■ **WORK INSTRUCTION**
Whenever the string "cache" turns up in a line of the data below, copy that line.

(DATA LISTING)

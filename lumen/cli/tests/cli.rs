use assert_cmd::Command;
use predicates::prelude::*;
use std::path::PathBuf;
use tempfile::TempDir;

fn fixture(name: &str) -> PathBuf {
    [env!("CARGO_MANIFEST_DIR"), "tests", "fixtures", name].iter().collect()
}

/// The lumen binary with config and cache isolated in a temp dir.
fn lumen(state: &TempDir) -> Command {
    let mut cmd = Command::cargo_bin("lumen").unwrap();
    cmd.env("LUMEN_CONFIG_DIR", state.path().join("config"))
        .env("LUMEN_CACHE_DIR", state.path().join("cache"))
        .env_remove("COLORFGBG")
        .env_remove("NO_COLOR")
        .env_remove("THEME")
        .env_remove("CODE_THEME")
        .env_remove("RUST_LOG");
    cmd
}

mod rendering {
    use super::*;

    #[test]
    fn html_page_to_stdout() {
        let state = TempDir::new().unwrap();
        lumen(&state)
            .arg(fixture("sample.md"))
            .arg("--html")
            .assert()
            .success()
            .stdout(predicate::str::starts_with("<!DOCTYPE html>"))
            .stdout(predicate::str::contains("<title>Sample Notes</title>"))
            .stdout(predicate::str::contains(r#"id="searchInput""#));
    }

    #[test]
    fn piped_stdout_defaults_to_html() {
        let state = TempDir::new().unwrap();
        lumen(&state)
            .arg(fixture("sample.md"))
            .assert()
            .success()
            .stdout(predicate::str::contains("<!DOCTYPE html>"));
    }

    #[test]
    fn search_marks_prose_only() {
        let state = TempDir::new().unwrap();
        let output = lumen(&state)
            .arg(fixture("sample.md"))
            .args(["--html", "--search", "closure"])
            .output()
            .unwrap();
        assert!(output.status.success());
        let page = String::from_utf8(output.stdout).unwrap();
        assert_eq!(page.matches("<mark class=\"search-hit").count(), 3);
        assert_eq!(page.matches("search-hit active").count(), 1);
        assert!(page.contains("1 / 3"));
    }

    #[test]
    fn reads_stdin() {
        let state = TempDir::new().unwrap();
        lumen(&state)
            .args(["-", "--html"])
            .write_stdin("# From Stdin\n\nhello")
            .assert()
            .success()
            .stdout(predicate::str::contains("<title>From Stdin</title>"));
    }

    #[test]
    fn output_file() {
        let state = TempDir::new().unwrap();
        let out = state.path().join("page.html");
        lumen(&state)
            .arg(fixture("sample.md"))
            .arg("--output")
            .arg(&out)
            .assert()
            .success();
        let page = std::fs::read_to_string(&out).unwrap();
        assert!(page.contains("<title>Sample Notes</title>"));
    }

    #[test]
    fn theme_flags() {
        let state = TempDir::new().unwrap();
        lumen(&state)
            .arg(fixture("sample.md"))
            .args(["--html", "--theme", "github", "--color-mode", "light"])
            .assert()
            .success()
            .stdout(predicate::str::contains(r#"<html lang="en" data-theme="light">"#));
    }

    #[test]
    fn no_mermaid_keeps_code_block() {
        let state = TempDir::new().unwrap();
        lumen(&state)
            .args(["-", "--html", "--no-mermaid"])
            .write_stdin("```mermaid\nflowchart LR\n    A --> B\n```\n")
            .assert()
            .success()
            .stdout(predicate::str::contains("language-mermaid"))
            .stdout(predicate::str::contains("mermaid.esm.min.mjs").not());
    }
}

mod matches_mode {
    use super::*;

    #[test]
    fn lists_matches_with_context() {
        let state = TempDir::new().unwrap();
        lumen(&state)
            .arg(fixture("sample.md"))
            .args(["--search", "closure", "--matches"])
            .assert()
            .success()
            .stdout(predicate::str::contains("[Closure]s capture closures lazily."))
            .stdout(predicate::str::contains("3 matches"));
    }

    #[test]
    fn json_report() {
        let state = TempDir::new().unwrap();
        let output = lumen(&state)
            .arg(fixture("sample.md"))
            .args(["--search", "closure", "--matches", "--json"])
            .output()
            .unwrap();
        assert!(output.status.success());
        let report: serde_json::Value = serde_json::from_slice(&output.stdout).unwrap();
        assert_eq!(report["count"], 3);
        assert_eq!(report["query"], "closure");
        assert_eq!(report["matches"][1]["start"], 17);
        assert_eq!(report["matches"][1]["context"]["matched"], "closure");
    }

    #[test]
    fn no_matches() {
        let state = TempDir::new().unwrap();
        lumen(&state)
            .arg(fixture("sample.md"))
            .args(["--search", "zebra", "--matches"])
            .assert()
            .success()
            .stdout(predicate::str::contains("No matches for 'zebra'"));
    }

    #[test]
    fn requires_search() {
        let state = TempDir::new().unwrap();
        lumen(&state)
            .arg(fixture("sample.md"))
            .arg("--matches")
            .assert()
            .failure();
    }
}

mod interactive {
    use super::*;

    #[test]
    fn search_and_cycle() {
        let state = TempDir::new().unwrap();
        lumen(&state)
            .arg(fixture("sample.md"))
            .arg("--interactive")
            .write_stdin("/closure\nn\nn\nn\nq\n")
            .assert()
            .success()
            .stdout(predicate::str::contains("1/3"))
            .stdout(predicate::str::contains("3/3"))
            .stdout(predicate::str::contains("A [closure] is just a value."));
    }

    #[test]
    fn toggle_is_persisted() {
        let state = TempDir::new().unwrap();
        lumen(&state)
            .arg(fixture("sample.md"))
            .arg("--interactive")
            .write_stdin("t\nq\n")
            .assert()
            .success()
            .stdout(predicate::str::contains("Theme: light"));

        let prefs = std::fs::read_to_string(state.path().join("config").join("preferences.json")).unwrap();
        assert!(prefs.contains("\"light\""));
    }
}

mod preferences {
    use super::*;

    #[test]
    fn toggle_theme_persists_and_applies() {
        let state = TempDir::new().unwrap();
        lumen(&state)
            .arg("--toggle-theme")
            .assert()
            .success()
            .stdout("Color mode: light\n");

        lumen(&state)
            .arg(fixture("sample.md"))
            .arg("--html")
            .assert()
            .success()
            .stdout(predicate::str::contains(r#"data-theme="light""#));

        lumen(&state)
            .arg("--toggle-theme")
            .assert()
            .success()
            .stdout("Color mode: dark\n");
    }

    #[test]
    fn invalid_theme_is_rejected() {
        let state = TempDir::new().unwrap();
        lumen(&state)
            .args(["--theme", "sepia"])
            .assert()
            .failure()
            .stderr(predicate::str::contains("Invalid theme name"));
    }
}

mod misc {
    use super::*;

    #[test]
    fn list_themes() {
        let state = TempDir::new().unwrap();
        lumen(&state)
            .arg("--list-themes")
            .assert()
            .success()
            .stdout(predicate::str::contains("one-half"))
            .stdout(predicate::str::contains("dracula"));
    }

    #[test]
    fn completions() {
        let state = TempDir::new().unwrap();
        lumen(&state)
            .args(["--completions", "bash"])
            .assert()
            .success()
            .stdout(predicate::str::contains("lumen"));
    }

    #[test]
    fn missing_file_fails() {
        let state = TempDir::new().unwrap();
        lumen(&state)
            .arg("/no/such/file.md")
            .arg("--html")
            .assert()
            .failure()
            .stderr(predicate::str::contains("Failed to load"));
    }

    #[test]
    fn conflicting_modes_fail() {
        let state = TempDir::new().unwrap();
        lumen(&state)
            .args(["--html", "--interactive"])
            .assert()
            .failure();
    }
}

(End DATA LISTING)

■ **WRITTEN ANSWER**
/// The lumen binary with config and cache isolated in a temp dir.
        .env("LUMEN_CACHE_DIR", state.path().join("cache"))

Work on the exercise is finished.